• Supplied material:

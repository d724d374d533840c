//! Entity types and attribute providers
//!
//! Identifiers carry a numeric entity type tag. The tag is resolved against a
//! closed set of [`EntityType`] variants, and each variant may have one
//! [`AttributeProvider`] registered in an [`EntityRegistry`]. Providers expose
//! the flat attribute map that conditions are evaluated against.

use crate::error::{AuthzError, BoxError, Result};
use crate::gid::Gid;
use async_trait::async_trait;
use serde::{Deserialize, Serialize};
use std::collections::HashMap;
use std::fmt;
use std::sync::Arc;
use tokio::sync::RwLock;

/// Flat attribute map exposed by an entity
pub type Attributes = HashMap<String, String>;

/// Known entity type tags
#[derive(Debug, Clone, Copy, PartialEq, Eq, Hash, Serialize, Deserialize)]
#[serde(rename_all = "snake_case")]
pub enum EntityType {
    Identity,
    Organization,
    Membership,
    Session,
    Invitation,
    Document,
    Vendor,
    Risk,
    Audit,
    Framework,
}

impl EntityType {
    /// All known entity types
    pub const ALL: [EntityType; 10] = [
        EntityType::Identity,
        EntityType::Organization,
        EntityType::Membership,
        EntityType::Session,
        EntityType::Invitation,
        EntityType::Document,
        EntityType::Vendor,
        EntityType::Risk,
        EntityType::Audit,
        EntityType::Framework,
    ];

    /// Numeric tag embedded in identifiers
    pub const fn tag(self) -> u16 {
        match self {
            EntityType::Identity => 1,
            EntityType::Organization => 2,
            EntityType::Membership => 3,
            EntityType::Session => 4,
            EntityType::Invitation => 5,
            EntityType::Document => 6,
            EntityType::Vendor => 7,
            EntityType::Risk => 8,
            EntityType::Audit => 9,
            EntityType::Framework => 10,
        }
    }

    /// Resolve a numeric tag
    pub fn from_tag(tag: u16) -> Result<Self> {
        Self::ALL
            .iter()
            .copied()
            .find(|t| t.tag() == tag)
            .ok_or(AuthzError::UnknownEntityType(tag))
    }

    pub fn as_str(self) -> &'static str {
        match self {
            EntityType::Identity => "identity",
            EntityType::Organization => "organization",
            EntityType::Membership => "membership",
            EntityType::Session => "session",
            EntityType::Invitation => "invitation",
            EntityType::Document => "document",
            EntityType::Vendor => "vendor",
            EntityType::Risk => "risk",
            EntityType::Audit => "audit",
            EntityType::Framework => "framework",
        }
    }
}

impl fmt::Display for EntityType {
    fn fmt(&self, f: &mut fmt::Formatter<'_>) -> fmt::Result {
        f.write_str(self.as_str())
    }
}

/// Capability of an entity type to describe its instances as attributes
///
/// Implementations typically load the entity from storage and flatten the
/// fields that policies need (`organization_id`, owner ids, status, ...).
#[async_trait]
pub trait AttributeProvider: Send + Sync {
    /// Attributes of the entity identified by `id`
    async fn authorization_attributes(
        &self,
        id: &Gid,
    ) -> std::result::Result<Attributes, BoxError>;
}

/// Static registry of attribute providers keyed by entity type
#[derive(Clone, Default)]
pub struct EntityRegistry {
    providers: HashMap<EntityType, Arc<dyn AttributeProvider>>,
}

impl EntityRegistry {
    pub fn new() -> Self {
        Self::default()
    }

    /// Register the provider for an entity type, replacing any previous one
    pub fn register(&mut self, entity_type: EntityType, provider: Arc<dyn AttributeProvider>) {
        self.providers.insert(entity_type, provider);
    }

    /// Builder form of [`EntityRegistry::register`]
    pub fn with_provider(
        mut self,
        entity_type: EntityType,
        provider: Arc<dyn AttributeProvider>,
    ) -> Self {
        self.register(entity_type, provider);
        self
    }

    /// Whether `entity_type` exposes attributes
    pub fn has_provider(&self, entity_type: EntityType) -> bool {
        self.providers.contains_key(&entity_type)
    }

    /// Provider for the entity type embedded in `id`
    ///
    /// `Ok(None)` when the type exposes no attributes; an error when the tag
    /// is not a known entity type.
    pub fn provider_for(&self, id: &Gid) -> Result<Option<Arc<dyn AttributeProvider>>> {
        let entity_type = id.entity_type()?;
        Ok(self.providers.get(&entity_type).cloned())
    }
}

impl fmt::Debug for EntityRegistry {
    fn fmt(&self, f: &mut fmt::Formatter<'_>) -> fmt::Result {
        f.debug_struct("EntityRegistry")
            .field("providers", &self.providers.keys().collect::<Vec<_>>())
            .finish()
    }
}

/// In-memory attribute provider
pub struct InMemoryAttributeProvider {
    entities: RwLock<HashMap<Gid, Attributes>>,
}

impl InMemoryAttributeProvider {
    pub fn new() -> Self {
        Self {
            entities: RwLock::new(HashMap::new()),
        }
    }

    /// Store the attributes of an entity
    pub async fn insert(&self, id: Gid, attributes: Attributes) {
        self.entities.write().await.insert(id, attributes);
    }
}

impl Default for InMemoryAttributeProvider {
    fn default() -> Self {
        Self::new()
    }
}

#[async_trait]
impl AttributeProvider for InMemoryAttributeProvider {
    async fn authorization_attributes(
        &self,
        id: &Gid,
    ) -> std::result::Result<Attributes, BoxError> {
        self.entities
            .read()
            .await
            .get(id)
            .cloned()
            .ok_or_else(|| format!("entity {} not found", id).into())
    }
}

#[cfg(test)]
mod tests {
    use super::*;
    use crate::gid::TenantId;

    #[test]
    fn test_tags_are_unique_and_round_trip() {
        for entity_type in EntityType::ALL {
            assert_eq!(EntityType::from_tag(entity_type.tag()).unwrap(), entity_type);
        }
        assert!(EntityType::from_tag(0).is_err());
    }

    #[tokio::test]
    async fn test_registry_without_provider() {
        let registry = EntityRegistry::new();
        let id = Gid::new(TenantId::new_random(), EntityType::Vendor);

        assert!(registry.provider_for(&id).unwrap().is_none());
    }

    #[tokio::test]
    async fn test_registry_dispatches_by_type() {
        let provider = Arc::new(InMemoryAttributeProvider::new());
        let tenant = TenantId::new_random();
        let doc = Gid::new(tenant, EntityType::Document);
        provider
            .insert(
                doc,
                Attributes::from([("status".to_string(), "draft".to_string())]),
            )
            .await;

        let registry = EntityRegistry::new().with_provider(EntityType::Document, provider);
        assert!(registry.has_provider(EntityType::Document));
        assert!(!registry.has_provider(EntityType::Risk));

        let provider = registry.provider_for(&doc).unwrap().unwrap();
        let attrs = provider.authorization_attributes(&doc).await.unwrap();
        assert_eq!(attrs.get("status").map(String::as_str), Some("draft"));

        let missing = Gid::new(tenant, EntityType::Document);
        assert!(provider.authorization_attributes(&missing).await.is_err());
    }
}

• The task: Give back the entire listing exactly as it was written.

• Result:
repository d724d374d533840c
//! Entity types and attribute providers
//!
//! Identifiers carry a numeric entity type tag. The tag is resolved against a
//! closed set of [`EntityType`] variants, and each variant may have one
//! [`AttributeProvider`] registered in an [`EntityRegistry`]. Providers expose
//! the flat attribute map that conditions are evaluated against.

use crate::error::{AuthzError, BoxError, Result};
use crate::gid::Gid;
use async_trait::async_trait;
use serde::{Deserialize, Serialize};
use std::collections::HashMap;
use std::fmt;
use std::sync::Arc;
use tokio::sync::RwLock;

/// Flat attribute map exposed by an entity
pub type Attributes = HashMap<String, String>;

/// Known entity type tags
#[derive(Debug, Clone, Copy, PartialEq, Eq, Hash, Serialize, Deserialize)]
#[serde(rename_all = "snake_case")]
pub enum EntityType {
    Identity,
    Organization,
    Membership,
    Session,
    Invitation,
    Document,
    Vendor,
    Risk,
    Audit,
    Framework,
}

impl EntityType {
    /// All known entity types
    pub const ALL: [EntityType; 10] = [
        EntityType::Identity,
        EntityType::Organization,
        EntityType::Membership,
        EntityType::Session,
        EntityType::Invitation,
        EntityType::Document,
        EntityType::Vendor,
        EntityType::Risk,
        EntityType::Audit,
        EntityType::Framework,
    ];

    /// Numeric tag embedded in identifiers
    pub const fn tag(self) -> u16 {
        match self {
            EntityType::Identity => 1,
            EntityType::Organization => 2,
            EntityType::Membership => 3,
            EntityType::Session => 4,
            EntityType::Invitation => 5,
            EntityType::Document => 6,
            EntityType::Vendor => 7,
            EntityType::Risk => 8,
            EntityType::Audit => 9,
            EntityType::Framework => 10,
        }
    }

    /// Resolve a numeric tag
    pub fn from_tag(tag: u16) -> Result<Self> {
        Self::ALL
            .iter()
            .copied()
            .find(|t| t.tag() == tag)
            .ok_or(AuthzError::UnknownEntityType(tag))
    }

    pub fn as_str(self) -> &'static str {
        match self {
            EntityType::Identity => "identity",
            EntityType::Organization => "organization",
            EntityType::Membership => "membership",
            EntityType::Session => "session",
            EntityType::Invitation => "invitation",
            EntityType::Document => "document",
            EntityType::Vendor => "vendor",
            EntityType::Risk => "risk",
            EntityType::Audit => "audit",
            EntityType::Framework => "framework",
        }
    }
}

impl fmt::Display for EntityType {
    fn fmt(&self, f: &mut fmt::Formatter<'_>) -> fmt::Result {
        f.write_str(self.as_str())
    }
}

/// Capability of an entity type to describe its instances as attributes
///
/// Implementations typically load the entity from storage and flatten the
/// fields that policies need (`organization_id`, owner ids, status, ...).
#[async_trait]
pub trait AttributeProvider: Send + Sync {
    /// Attributes of the entity identified by `id`
    async fn authorization_attributes(
        &self,
        id: &Gid,
    ) -> std::result::Result<Attributes, BoxError>;
}

/// Static registry of attribute providers keyed by entity type
#[derive(Clone, Default)]
pub struct EntityRegistry {
    providers: HashMap<EntityType, Arc<dyn AttributeProvider>>,
}

impl EntityRegistry {
    pub fn new() -> Self {
        Self::default()
    }

    /// Register the provider for an entity type, replacing any previous one
    pub fn register(&mut self, entity_type: EntityType, provider: Arc<dyn AttributeProvider>) {
        self.providers.insert(entity_type, provider);
    }

    /// Builder form of [`EntityRegistry::register`]
    pub fn with_provider(
        mut self,
        entity_type: EntityType,
        provider: Arc<dyn AttributeProvider>,
    ) -> Self {
        self.register(entity_type, provider);
        self
    }

    /// Whether `entity_type` exposes attributes
    pub fn has_provider(&self, entity_type: EntityType) -> bool {
        self.providers.contains_key(&entity_type)
    }

    /// Provider for the entity type embedded in `id`
    ///
    /// `Ok(None)` when the type exposes no attributes; an error when the tag
    /// is not a known entity type.
    pub fn provider_for(&self, id: &Gid) -> Result<Option<Arc<dyn AttributeProvider>>> {
        let entity_type = id.entity_type()?;
        Ok(self.providers.get(&entity_type).cloned())
    }
}

impl fmt::Debug for EntityRegistry {
    fn fmt(&self, f: &mut fmt::Formatter<'_>) -> fmt::Result {
        f.debug_struct("EntityRegistry")
            .field("providers", &self.providers.keys().collect::<Vec<_>>())
            .finish()
    }
}

/// In-memory attribute provider
pub struct InMemoryAttributeProvider {
    entities: RwLock<HashMap<Gid, Attributes>>,
}

impl InMemoryAttributeProvider {
    pub fn new() -> Self {
        Self {
            entities: RwLock::new(HashMap::new()),
        }
    }

    /// Store the attributes of an entity
    pub async fn insert(&self, id: Gid, attributes: Attributes) {
        self.entities.write().await.insert(id, attributes);
    }
}

impl Default for InMemoryAttributeProvider {
    fn default() -> Self {
        Self::new()
    }
}

#[async_trait]
impl AttributeProvider for InMemoryAttributeProvider {
    async fn authorization_attributes(
        &self,
        id: &Gid,
    ) -> std::result::Result<Attributes, BoxError> {
        self.entities
            .read()
            .await
            .get(id)
            .cloned()
            .ok_or_else(|| format!("entity {} not found", id).into())
    }
}

#[cfg(test)]
mod tests {
    use super::*;
    use crate::gid::TenantId;

    #[test]
    fn test_tags_are_unique_and_round_trip() {
        for entity_type in EntityType::ALL {
            assert_eq!(EntityType::from_tag(entity_type.tag()).unwrap(), entity_type);
        }
        assert!(EntityType::from_tag(0).is_err());
    }

    #[tokio::test]
    async fn test_registry_without_provider() {
        let registry = EntityRegistry::new();
        let id = Gid::new(TenantId::new_random(), EntityType::Vendor);

        assert!(registry.provider_for(&id).unwrap().is_none());
    }

    #[tokio::test]
    async fn test_registry_dispatches_by_type() {
        let provider = Arc::new(InMemoryAttributeProvider::new());
        let tenant = TenantId::new_random();
        let doc = Gid::new(tenant, EntityType::Document);
        provider
            .insert(
                doc,
                Attributes::from([("status".to_string(), "draft".to_string())]),
            )
            .await;

        let registry = EntityRegistry::new().with_provider(EntityType::Document, provider);
        assert!(registry.has_provider(EntityType::Document));
        assert!(!registry.has_provider(EntityType::Risk));

        let provider = registry.provider_for(&doc).unwrap().unwrap();
        let attrs = provider.authorization_attributes(&doc).await.unwrap();
        assert_eq!(attrs.get("status").map(String::as_str), Some("draft"));

        let missing = Gid::new(tenant, EntityType::Document);
        assert!(provider.authorization_attributes(&missing).await.is_err());
    }
}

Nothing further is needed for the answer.